Existing approaches leverage an external repository of concept examples to extract the
concept representations learned by the CNNs. However, distributional differences that
may exist between the external repository and the data on which the CNN is trained,
the faithfulness of these explanations, i.e., if the extracted representations truly represent
the learned representations, is not guaranteed. To circumvent this challenge, the thesis
proposes three novel frameworks that automatically extract the concepts from the data.
The first framework, PACE, automatically extracts class-specific concepts relevant to the
black-box prediction. It tightly integrates the faithfulness of the explanatory framework
into the black-box model. It generates explanations for two different CNN architectures
trained for classifying the AWA2 and Imagenet-Birds datasets. Extensive human subject
experiments are conducted to validate the human interpretability and consistency of the
extracted explanations.
While class-specific concepts unravel the blueprints of a class from CNN’s perspective,
concepts are often shared across classes; for instance, gorillas and chimpanzees naturally
share many characteristics as they belong to the same family. The second framework,
SCE, unravels the concept sharedness across related classes from CNNs perspective. The
relevance of the extracted concepts towards prediction and the primitive image aspects,
like color, texture, and shape encoded by the concept, are estimated after training the
explainer, enabling it to shed light on the various concepts on which the different black
box architectures trained on the Imagenet dataset group and distinguish related classes.
The secondary focus of the thesis is to extend the fruits of explainability to allied
learning paradigms contributing to state-of-the-art image classification successes. Domain
adaptation techniques that leverage knowledge from an auxiliary source domain for
learning in labeled data-scarce target domain increase accuracy. However, the adaptation
process remains unclear, particularly the knowledge leveraged from the source domain.

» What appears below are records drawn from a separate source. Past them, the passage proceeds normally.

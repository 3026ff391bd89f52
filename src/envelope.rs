/// Bridges [`crate::models::ShardEnvelope`] to its bit-exact wire/on-disk
/// form via [`crate::segment_codec`] (spec.md §6), and carries the checks
/// every receiver of an envelope must run before trusting its content:
/// crc32, then the owner's signature.
use crate::crypto;
use crate::error::{DfsError, DfsResult};
use crate::models::{ShardEnvelope, SignaturePayload};
use crate::segment_codec::{decode_hash_table, encode_hash_table, SegmentReader, SegmentWriter, Tag};

pub fn encode_envelope(envelope: &ShardEnvelope) -> Vec<u8> {
    let mut writer = SegmentWriter::new();
    writer
        .put_string(Tag::FileId, &envelope.meta.file_id)
        .put_string(Tag::Name, &envelope.meta.name)
        .put_string(Tag::Extension, &envelope.meta.extension)
        .put_i64(Tag::Size, envelope.meta.size)
        .put_string(Tag::ContentType, &envelope.meta.content_type)
        .put_string(Tag::Sha256Hash, &envelope.meta.sha256_hash)
        .put_i64(Tag::UploadTime, envelope.meta.upload_time)
        .put_string(Tag::P2pkhScript, &envelope.p2pkh_script)
        .put_string(Tag::P2pkScript, &envelope.p2pk_script)
        .put(Tag::SliceTable, encode_hash_table(&envelope.hash_table))
        .put_string(Tag::SegmentId, &envelope.segment_id)
        .put_i64(Tag::SegmentIndex, envelope.segment_index)
        .put_u32(Tag::Crc32Checksum, envelope.crc32)
        .put_bytes(Tag::SegmentContent, &envelope.content)
        .put_bytes(Tag::EncryptionKey, &envelope.encryption_share)
        .put_bytes(Tag::Signature, &envelope.signature)
        .put_bool(Tag::Shared, envelope.shared)
        .put_u32(Tag::Version, envelope.version);
    writer.finish()
}

pub fn decode_envelope(bytes: &[u8]) -> DfsResult<ShardEnvelope> {
    let reader = SegmentReader::parse(bytes)?;

    let meta = crate::models::FileMeta {
        file_id: reader.string(Tag::FileId)?,
        name: reader.string(Tag::Name)?,
        extension: reader.string(Tag::Extension)?,
        size: reader.i64(Tag::Size)?,
        content_type: reader.string(Tag::ContentType)?,
        sha256_hash: reader.string(Tag::Sha256Hash)?,
        upload_time: reader.i64(Tag::UploadTime)?,
    };

    Ok(ShardEnvelope {
        meta,
        p2pkh_script: reader.string(Tag::P2pkhScript)?,
        p2pk_script: reader.string(Tag::P2pkScript)?,
        hash_table: decode_hash_table(reader.require(Tag::SliceTable)?)?,
        segment_id: reader.string(Tag::SegmentId)?,
        segment_index: reader.i64(Tag::SegmentIndex)?,
        crc32: reader.u32(Tag::Crc32Checksum)?,
        content: reader.bytes(Tag::SegmentContent)?,
        encryption_share: reader.bytes(Tag::EncryptionKey)?,
        signature: reader.bytes(Tag::Signature)?,
        shared: reader.bool(Tag::Shared)?,
        version: reader.u32(Tag::Version)?,
    })
}

/// Checks crc32 then the owner's signature over an envelope, the way any
/// receiver — a downloader pulling it back, or a custodian accepting custody
/// of it — must before trusting its content.
pub fn verify_envelope(envelope: &ShardEnvelope) -> DfsResult<()> {
    let computed_crc = crypto::crc32(&envelope.content);
    if computed_crc != envelope.crc32 {
        return Err(DfsError::Corruption(format!("shard {} failed crc32 check", envelope.segment_id)));
    }

    let pubkey_hex = envelope
        .p2pk_script
        .split_whitespace()
        .next()
        .ok_or_else(|| DfsError::Corruption("malformed p2pk script".into()))?;
    let pubkey_bytes = hex::decode(pubkey_hex)?;
    let public_key = crypto::public_key_from_bytes(&pubkey_bytes)?;
    let signature = crypto::signature_from_bytes(&envelope.signature)?;

    let payload = SignaturePayload {
        file_id: &envelope.meta.file_id,
        content_type: &envelope.meta.content_type,
        sha256: &envelope.meta.sha256_hash,
        hash_table: &envelope.hash_table,
        segment_id: &envelope.segment_id,
        segment_index: envelope.segment_index,
        crc32: envelope.crc32,
        encrypted_payload: &envelope.content,
    };

    if !crypto::verify(&public_key, &payload.canonical_bytes(), &signature) {
        return Err(DfsError::Corruption(format!(
            "signature verification failed for shard {}",
            envelope.segment_id
        )));
    }
    Ok(())
}

#[cfg(test)]
mod tests {
    use super::*;
    use crate::models::FileMeta;
    use crate::segment_codec::HashTableEntry;

    fn sample_envelope() -> ShardEnvelope {
        ShardEnvelope {
            meta: FileMeta {
                file_id: "file-1".into(),
                name: "a.bin".into(),
                extension: "bin".into(),
                size: 10,
                content_type: "application/octet-stream".into(),
                sha256_hash: "abc123".into(),
                upload_time: 100,
            },
            p2pkh_script: "OP_DUP OP_HASH160 deadbeef OP_EQUALVERIFY OP_CHECKSIG".into(),
            p2pk_script: "02aa OP_CHECKSIG".into(),
            hash_table: vec![HashTableEntry { index: 0, segment_id: "file-1-0".into(), crc32: 7, is_parity: false }],
            segment_id: "file-1-0".into(),
            segment_index: 0,
            crc32: 7,
            content: b"ciphertext".to_vec(),
            encryption_share: b"share".to_vec(),
            signature: vec![0u8; 64],
            shared: false,
            version: 1,
        }
    }

    #[test]
    fn envelope_round_trips_through_the_segment_codec() {
        let envelope = sample_envelope();
        let bytes = encode_envelope(&envelope);
        let decoded = decode_envelope(&bytes).unwrap();
        assert_eq!(decoded.meta.file_id, envelope.meta.file_id);
        assert_eq!(decoded.segment_id, envelope.segment_id);
        assert_eq!(decoded.content, envelope.content);
        assert_eq!(decoded.hash_table, envelope.hash_table);
    }

    #[test]
    fn verify_rejects_a_tampered_payload() {
        let mut envelope = sample_envelope();
        envelope.crc32 = crypto::crc32(&envelope.content);
        // No real signature was produced above, so verification must fail.
        assert!(verify_envelope(&envelope).is_err());
    }
}
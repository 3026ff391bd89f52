/// Shared data model (spec.md §3).
///
/// These types describe the logical content of a shard envelope and its
/// supporting records; [`crate::segment_codec`] handles the wire/on-disk
/// byte layout and [`crate::task_store`] handles persistence.
use serde::{Deserialize, Serialize};

use crate::segment_codec::HashTableEntry;

/// File-level metadata carried by every shard of a file (spec.md §3).
#[derive(Debug, Clone, Serialize, Deserialize, PartialEq, Eq)]
pub struct FileMeta {
    pub file_id: String,
    pub name: String,
    pub extension: String,
    pub size: i64,
    pub content_type: String,
    pub sha256_hash: String,
    pub upload_time: i64,
}

/// Ownership and per-file cryptographic material (spec.md §3, §4.2).
///
/// `encryption_secret` never leaves the uploading node; only its Shamir
/// shares (one per shard, n=3 k=2) are distributed.
#[derive(Debug, Clone, Serialize, Deserialize)]
pub struct FileSecurity {
    pub owner_public_key: Vec<u8>,
    pub p2pkh_script: String,
    pub p2pk_script: String,
    #[serde(skip_serializing_if = "Option::is_none")]
    pub encryption_secret: Option<[u8; 32]>,
    pub shamir_n: u8,
    pub shamir_k: u8,
}

impl FileSecurity {
    /// `P2PKH`-style script: spend requires both the public key and its hash.
    pub fn build_p2pkh_script(pubkey_hash: &str) -> String {
        format!("OP_DUP OP_HASH160 {} OP_EQUALVERIFY OP_CHECKSIG", pubkey_hash)
    }

    /// `P2PK`-style script: spend requires only a valid signature from the key.
    pub fn build_p2pk_script(pubkey_hex: &str) -> String {
        format!("{} OP_CHECKSIG", pubkey_hex)
    }

    /// Pulls the embedded pubkey-hash back out of a `P2PKH` script built by
    /// [`build_p2pkh_script`], for download-checklist access gating.
    pub fn pubkey_hash_from_p2pkh_script(script: &str) -> Option<&str> {
        script.split_whitespace().nth(2)
    }
}

/// The manifest of all shards belonging to one file, spec.md §3 `HashTable`.
pub type HashTable = Vec<HashTableEntry>;

/// Canonical payload signed by the file owner over one shard envelope.
///
/// Field order matters: the signature covers `file_id`, `content_type`,
/// `sha256`, the full (index-sorted) hash table, `segment_id`,
/// `segment_index`, `crc32`, and finally the encrypted payload itself, so a
/// verifier can check a lone shard's authenticity — including tamper-proofing
/// the ciphertext it actually received — without holding every other shard.
pub struct SignaturePayload<'a> {
    pub file_id: &'a str,
    pub content_type: &'a str,
    pub sha256: &'a str,
    pub hash_table: &'a [HashTableEntry],
    pub segment_id: &'a str,
    pub segment_index: i64,
    pub crc32: u32,
    pub encrypted_payload: &'a [u8],
}

impl<'a> SignaturePayload<'a> {
    pub fn canonical_bytes(&self) -> Vec<u8> {
        use crate::segment_codec::{encode_bytes, encode_hash_table, encode_i64, encode_string, encode_u32};

        let mut out = Vec::new();
        out.extend_from_slice(&encode_string(self.file_id));
        out.extend_from_slice(&encode_string(self.content_type));
        out.extend_from_slice(&encode_string(self.sha256));
        out.extend_from_slice(&encode_hash_table(self.hash_table));
        out.extend_from_slice(&encode_string(self.segment_id));
        out.extend_from_slice(&encode_i64(self.segment_index));
        out.extend_from_slice(&encode_u32(self.crc32));
        out.extend_from_slice(&encode_bytes(self.encrypted_payload));
        out
    }
}

/// One shard as it travels over the wire / sits on disk, spec.md §4.1/§6.
#[derive(Debug, Clone, Serialize, Deserialize)]
pub struct ShardEnvelope {
    pub meta: FileMeta,
    pub p2pkh_script: String,
    pub p2pk_script: String,
    pub hash_table: Vec<HashTableEntry>,
    pub segment_id: String,
    pub segment_index: i64,
    pub crc32: u32,
    /// Encrypted (and, if the shard is a data shard, gzip-compressed before
    /// encryption) shard content.
    pub content: Vec<u8>,
    /// This shard's Shamir share of the file's encryption secret.
    pub encryption_share: Vec<u8>,
    pub signature: Vec<u8>,
    pub shared: bool,
    pub version: u32,
}

/// Resolved storage strategy for one upload task, chosen once at task
/// creation and then fixed for the task's lifetime (spec.md §4.6).
#[derive(Debug, Clone, Copy, Serialize, Deserialize, PartialEq)]
pub enum StorageMode {
    /// Entire file as one shard, no erasure coding.
    File,
    /// Fixed-size slices, no erasure coding.
    Slice,
    /// Reed-Solomon with explicit `(k, m)` shard counts.
    RsSize { k: usize, m: usize },
    /// Reed-Solomon with a parity ratio applied to a size-derived `k`.
    RsProportion { ratio: f64 },
}

#[derive(Debug, Clone, Copy, Serialize, Deserialize, PartialEq, Eq)]
pub enum TaskStatus {
    Pending,
    InProgress,
    Paused,
    Completed,
    Failed,
    Cancelled,
}

impl TaskStatus {
    /// Spec.md §5 precondition table: which transitions are legal.
    pub fn can_transition_to(self, next: TaskStatus) -> bool {
        use TaskStatus::*;
        matches!(
            (self, next),
            (Pending, InProgress)
                | (Pending, Cancelled)
                | (InProgress, Paused)
                | (InProgress, Completed)
                | (InProgress, Failed)
                | (InProgress, Cancelled)
                | (Paused, InProgress)
                | (Paused, Cancelled)
                | (Failed, InProgress)
        )
    }
}

#[derive(Debug, Clone, Serialize, Deserialize)]
pub struct UploadTaskRecord {
    pub task_id: String,
    pub file_id: String,
    pub file_name: String,
    pub file_size: i64,
    pub storage_mode: StorageMode,
    pub status: TaskStatus,
    pub created_at: i64,
    pub updated_at: i64,
}

/// Lifecycle of one shard within an upload task (spec.md §3).
#[derive(Debug, Clone, Copy, Serialize, Deserialize, PartialEq, Eq)]
pub enum ShardStatus {
    Pending,
    Uploading,
    Completed,
    Failed,
}

#[derive(Debug, Clone, Serialize, Deserialize)]
pub struct UploadShardRecord {
    pub task_id: String,
    pub segment_index: i64,
    pub segment_id: String,
    pub peer_id: Option<String>,
    pub crc32: u32,
    pub is_parity: bool,
    pub status: ShardStatus,
}

/// Catalog entry for a finished upload, written at Finalize once every
/// shard has been dispatched and confirmed stored (spec.md §4.6). Unlike
/// [`UploadTaskRecord`], which is scoped to one in-flight task and dropped
/// once the upload completes, this is the durable, owner-scoped record of
/// a file actually present on the network.
#[derive(Debug, Clone, Serialize, Deserialize)]
pub struct FileAssetRecord {
    pub file_id: String,
    pub owner_pubkey_hash: String,
    pub file_name: String,
    pub file_size: i64,
    pub content_type: String,
    pub sha256_hash: String,
    pub storage_mode: StorageMode,
    pub created_at: i64,
}

#[derive(Debug, Clone, Serialize, Deserialize)]
pub struct DownloadTaskRecord {
    pub task_id: String,
    pub file_id: String,
    pub destination: String,
    pub status: TaskStatus,
    pub created_at: i64,
    pub updated_at: i64,
}

#[derive(Debug, Clone, Serialize, Deserialize)]
pub struct PieceInfo {
    pub task_id: String,
    pub segment_index: i64,
    pub segment_id: String,
    pub peer_id: Option<String>,
    pub retrieved: bool,
}

/// Tracks where each shard of a completed upload physically lives, so a
/// future download/delete knows which peers to contact (spec.md §3).
#[derive(Debug, Clone, Serialize, Deserialize)]
pub struct FileSegmentStorage {
    pub file_id: String,
    pub segment_index: i64,
    pub segment_id: String,
    pub peer_id: String,
}

#[cfg(test)]
mod tests {
    use super::*;

    #[test]
    fn signature_payload_is_stable_regardless_of_hash_table_input_order() {
        let entries_a = vec![
            HashTableEntry { index: 1, segment_id: "b".into(), crc32: 2, is_parity: false },
            HashTableEntry { index: 0, segment_id: "a".into(), crc32: 1, is_parity: false },
        ];
        let entries_b = vec![
            HashTableEntry { index: 0, segment_id: "a".into(), crc32: 1, is_parity: false },
            HashTableEntry { index: 1, segment_id: "b".into(), crc32: 2, is_parity: false },
        ];

        let payload_a = SignaturePayload {
            file_id: "f1",
            content_type: "application/pdf",
            sha256: "deadbeef",
            hash_table: &entries_a,
            segment_id: "f1-0",
            segment_index: 0,
            crc32: 1,
            encrypted_payload: b"ciphertext",
        };
        let payload_b = SignaturePayload {
            file_id: "f1",
            content_type: "application/pdf",
            sha256: "deadbeef",
            hash_table: &entries_b,
            segment_id: "f1-0",
            segment_index: 0,
            crc32: 1,
            encrypted_payload: b"ciphertext",
        };

        assert_eq!(payload_a.canonical_bytes(), payload_b.canonical_bytes());
    }

    #[test]
    fn task_status_transitions_follow_precondition_table() {
        assert!(TaskStatus::Pending.can_transition_to(TaskStatus::InProgress));
        assert!(TaskStatus::InProgress.can_transition_to(TaskStatus::Paused));
        assert!(TaskStatus::Paused.can_transition_to(TaskStatus::InProgress));
        assert!(!TaskStatus::Completed.can_transition_to(TaskStatus::InProgress));
        assert!(!TaskStatus::Cancelled.can_transition_to(TaskStatus::InProgress));
    }
}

The third framework XSDA-Net uses a case-based reasoning mechanism to explain the
prediction of a test instance in terms of similar-looking regions in the source and target
train images. The utility of the proposed framework is theoretically and empirically
demonstrated by curating the domain adaptation settings on datasets popularly known
to exhibit part-based explainability. Ablation analyses show the importance of each
component of the learning objective.
This thesis also provides a complete description of the XAI field, summarizing the
state-of-the-art contributions to the different types of explanations. The underlying
principle, limitations, and improvements made to these seminal contributions have also
been highlighted. Furthermore, this thesis also presents future research directions and
unexplored avenues in XAI research.